Work order: Which lines of the material hold the word "match"? Copy each one.

Records provided:
use crate::handlers::common::{
    created_response, success_response, validate_input, AppJson, AppMultipart,
};
use crate::{
    errors::{ErrorResponse, ServiceError},
    services::gift_cards::{CreateGiftCardInput, GiftCardBalance, Redemption, UpdateGiftCardInput},
    AppState,
};
use axum::{
    extract::{DefaultBodyLimit, Multipart, Path, State},
    response::Response,
    routing::{get, post},
    Router,
};
use chrono::{DateTime, NaiveDate, Utc};
use serde::Deserialize;
use std::sync::Arc;
use tracing::warn;
use utoipa::ToSchema;
use uuid::Uuid;
use validator::Validate;

const IMAGE_FOLDER: &str = "giftcards";
// Room for the non-file form fields and multipart framing.
const FORM_OVERHEAD_BYTES: usize = 64 * 1024;

pub fn public_routes() -> Router<Arc<AppState>> {
    Router::new()
        .route("/redeem", post(redeem_gift_card))
        .route("/:code/balance", get(gift_card_balance))
}

/// Admin routes accept multipart bodies up to `max_upload_bytes` plus form overhead.
pub fn admin_routes(max_upload_bytes: usize) -> Router<Arc<AppState>> {
    Router::new()
        .route("/", get(list_gift_cards).post(create_gift_card))
        .route(
            "/:id",
            get(get_gift_card)
                .put(update_gift_card)
                .delete(retire_gift_card),
        )
        .layer(DefaultBodyLimit::max(
            max_upload_bytes.saturating_add(FORM_OVERHEAD_BYTES),
        ))
}

#[derive(Debug, Deserialize, Validate, ToSchema)]
pub struct RedeemGiftCardRequest {
    #[validate(length(min = 1))]
    pub code: String,
    pub amount: i64,
}

/// Debit a gift card
#[utoipa::path(
    post,
    path = "/api/giftcards/redeem",
    summary = "Redeem gift card",
    request_body = RedeemGiftCardRequest,
    responses(
        (status = 200, description = "Balance debited", body = Redemption),
        (status = 400, description = "Inactive, expired, insufficient balance or bad amount", body = ErrorResponse),
        (status = 404, description = "Unknown gift card code", body = ErrorResponse),
    ),
    tag = "Gift Cards"
)]
pub async fn redeem_gift_card(
    State(state): State<Arc<AppState>>,
    AppJson(payload): AppJson<RedeemGiftCardRequest>,
) -> Result<Response, ServiceError> {
    validate_input(&payload)?;
    let redemption = state
        .services
        .gift_cards
        .redeem(&payload.code, payload.amount)
        .await?;
    Ok(success_response(redemption))
}

/// Look up a gift card's remaining balance
#[utoipa::path(
    get,
    path = "/api/giftcards/{code}/balance",
    summary = "Gift card balance",
    params(("code" = String, Path, description = "Gift card code")),
    responses(
        (status = 200, description = "Current balance", body = GiftCardBalance),
        (status = 404, description = "Unknown gift card code", body = ErrorResponse),
    ),
    tag = "Gift Cards"
)]
pub async fn gift_card_balance(
    State(state): State<Arc<AppState>>,
    Path(code): Path<String>,
) -> Result<Response, ServiceError> {
    let balance = state.services.gift_cards.balance(&code).await?;
    Ok(success_response(balance))
}

async fn list_gift_cards(State(state): State<Arc<AppState>>) -> Result<Response, ServiceError> {
    let cards = state.services.gift_cards.list().await?;
    Ok(success_response(cards))
}

async fn get_gift_card(
    State(state): State<Arc<AppState>>,
    Path(id): Path<Uuid>,
) -> Result<Response, ServiceError> {
    let card = state.services.gift_cards.get(id).await?;
    Ok(success_response(card))
}

/// Fields of the admin gift card form; every one is optional at parse time.
#[derive(Debug, Default)]
struct GiftCardForm {
    code: Option<String>,
    title: Option<String>,
    initial_amount: Option<i64>,
    expiry_date: Option<DateTime<Utc>>,
    is_active: Option<bool>,
    image: Option<(String, Vec<u8>)>,
}

fn bad_field(field: &str, value: &str) -> ServiceError {
    ServiceError::BadRequest(format!("Invalid value for '{}': {}", field, value))
}

/// RFC 3339 timestamps, or a bare date meaning the end of that day (UTC).
pub fn parse_expiry(raw: &str) -> Option<DateTime<Utc>> {
    let raw = raw.trim();
    if let Ok(ts) = DateTime::parse_from_rfc3339(raw) {
        return Some(ts.with_timezone(&Utc));
    }
    NaiveDate::parse_from_str(raw, "%Y-%m-%d")
        .ok()
        .and_then(|date| date.and_hms_opt(23, 59, 59))
        .map(|naive| naive.and_utc())
}

fn parse_bool(raw: &str) -> Option<bool> {
    match raw.trim().to_ascii_lowercase().as_str() {
        "true" | "1" | "on" | "yes" => Some(true),
        "false" | "0" | "off" | "no" => Some(false),
        _ => None,
    }
}

async fn read_form(mut multipart: Multipart) -> Result<GiftCardForm, ServiceError> {
    let mut form = GiftCardForm::default();

    while let Some(field) = multipart
        .next_field()
        .await
        .map_err(|e| ServiceError::BadRequest(format!("Malformed multipart body: {}", e)))?
    {
        let name = field.name().unwrap_or_default().to_string();

        if name == "image" {
            let file_name = field.file_name().unwrap_or_default().to_string();
            let bytes = field
                .bytes()
                .await
                .map_err(|e| ServiceError::BadRequest(format!("Could not read image: {}", e)))?;
            if !bytes.is_empty() {
                form.image = Some((file_name, bytes.to_vec()));
            }
            continue;
        }

        let value = field
            .text()
            .await
            .map_err(|e| ServiceError::BadRequest(format!("Could not read '{}': {}", name, e)))?;

        match name.as_str() {
            "code" => form.code = Some(value).filter(|v| !v.trim().is_empty()),
            "title" => form.title = Some(value),
            "initial_amount" | "initialAmount" | "amount" => {
                form.initial_amount =
                    Some(value.trim().parse().map_err(|_| bad_field(&name, &value))?)
            }
            "expiry_date" | "expiryDate" => {
                form.expiry_date = Some(parse_expiry(&value).ok_or_else(|| bad_field(&name, &value))?)
            }
            "is_active" | "isActive" => {
                form.is_active = Some(parse_bool(&value).ok_or_else(|| bad_field(&name, &value))?)
            }
            _ => {}
        }
    }

    Ok(form)
}

async fn store_image(
    state: &AppState,
    image: Option<(String, Vec<u8>)>,
) -> Result<Option<String>, ServiceError> {
    match image {
        Some((file_name, bytes)) => state
            .services
            .uploads
            .save_image(IMAGE_FOLDER, &file_name, &bytes)
            .await
            .map(Some),
        None => Ok(None),
    }
}

async fn create_gift_card(
    State(state): State<Arc<AppState>>,
    AppMultipart(multipart): AppMultipart,
) -> Result<Response, ServiceError> {
    let form = read_form(multipart).await?;
    let title = form
        .title
        .ok_or_else(|| ServiceError::ValidationError("title is required".into()))?;
    let initial_amount = form
        .initial_amount
        .ok_or_else(|| ServiceError::ValidationError("initial_amount is required".into()))?;
    let expiry_date = form
        .expiry_date
        .ok_or_else(|| ServiceError::ValidationError("expiry_date is required".into()))?;

    let image_url = store_image(&state, form.image).await?;
    let input = CreateGiftCardInput {
        code: form.code,
        title,
        initial_amount,
        expiry_date,
        is_active: form.is_active.unwrap_or(true),
        image_url: image_url.clone(),
    };

    match state.services.gift_cards.create(input).await {
        Ok(card) => Ok(created_response(card)),
        Err(err) => {
            if let Some(url) = image_url {
                state.services.uploads.remove(&url).await;
            }
            Err(err)
        }
    }
}

async fn update_gift_card(
    State(state): State<Arc<AppState>>,
    Path(id): Path<Uuid>,
    AppMultipart(multipart): AppMultipart,
) -> Result<Response, ServiceError> {
    let form = read_form(multipart).await?;
    if form.code.is_some() || form.initial_amount.is_some() {
        warn!(gift_card_id = %id, "ignoring immutable gift card fields in update");
    }

    let image_url = store_image(&state, form.image).await?;
    let input = UpdateGiftCardInput {
        title: form.title,
        expiry_date: form.expiry_date,
        is_active: form.is_active,
        image_url: image_url.clone(),
    };

    match state.services.gift_cards.update(id, input).await {
        Ok((card, replaced)) => {
            if let Some(old) = replaced {
                state.services.uploads.remove(&old).await;
            }
            Ok(success_response(card))
        }
        Err(err) => {
            if let Some(url) = image_url {
                state.services.uploads.remove(&url).await;
            }
            Err(err)
        }
    }
}

async fn retire_gift_card(
    State(state): State<Arc<AppState>>,
    Path(id): Path<Uuid>,
) -> Result<Response, ServiceError> {
    let card = state.services.gift_cards.retire(id).await?;
    Ok(success_response(card))
}

#[cfg(test)]
mod tests {
    use super::*;
    use chrono::{Datelike, Timelike};

    #[test]
    fn expiry_accepts_timestamps_and_dates() {
        let ts = parse_expiry("2030-01-02T03:04:05Z").unwrap();
        assert_eq!((ts.year(), ts.hour()), (2030, 3));

        let day = parse_expiry("2030-06-30").unwrap();
        assert_eq!((day.month(), day.day(), day.hour(), day.second()), (6, 30, 23, 59));

        assert!(parse_expiry("next tuesday").is_none());
    }

    #[test]
    fn form_booleans() {
        assert_eq!(parse_bool("on"), Some(true));
        assert_eq!(parse_bool("FALSE"), Some(false));
        assert_eq!(parse_bool("maybe"), None);
    }
}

Solution:
    match raw.trim().to_ascii_lowercase().as_str() {
        match name.as_str() {
    match image {
    match state.services.gift_cards.create(input).await {
    match state.services.gift_cards.update(id, input).await {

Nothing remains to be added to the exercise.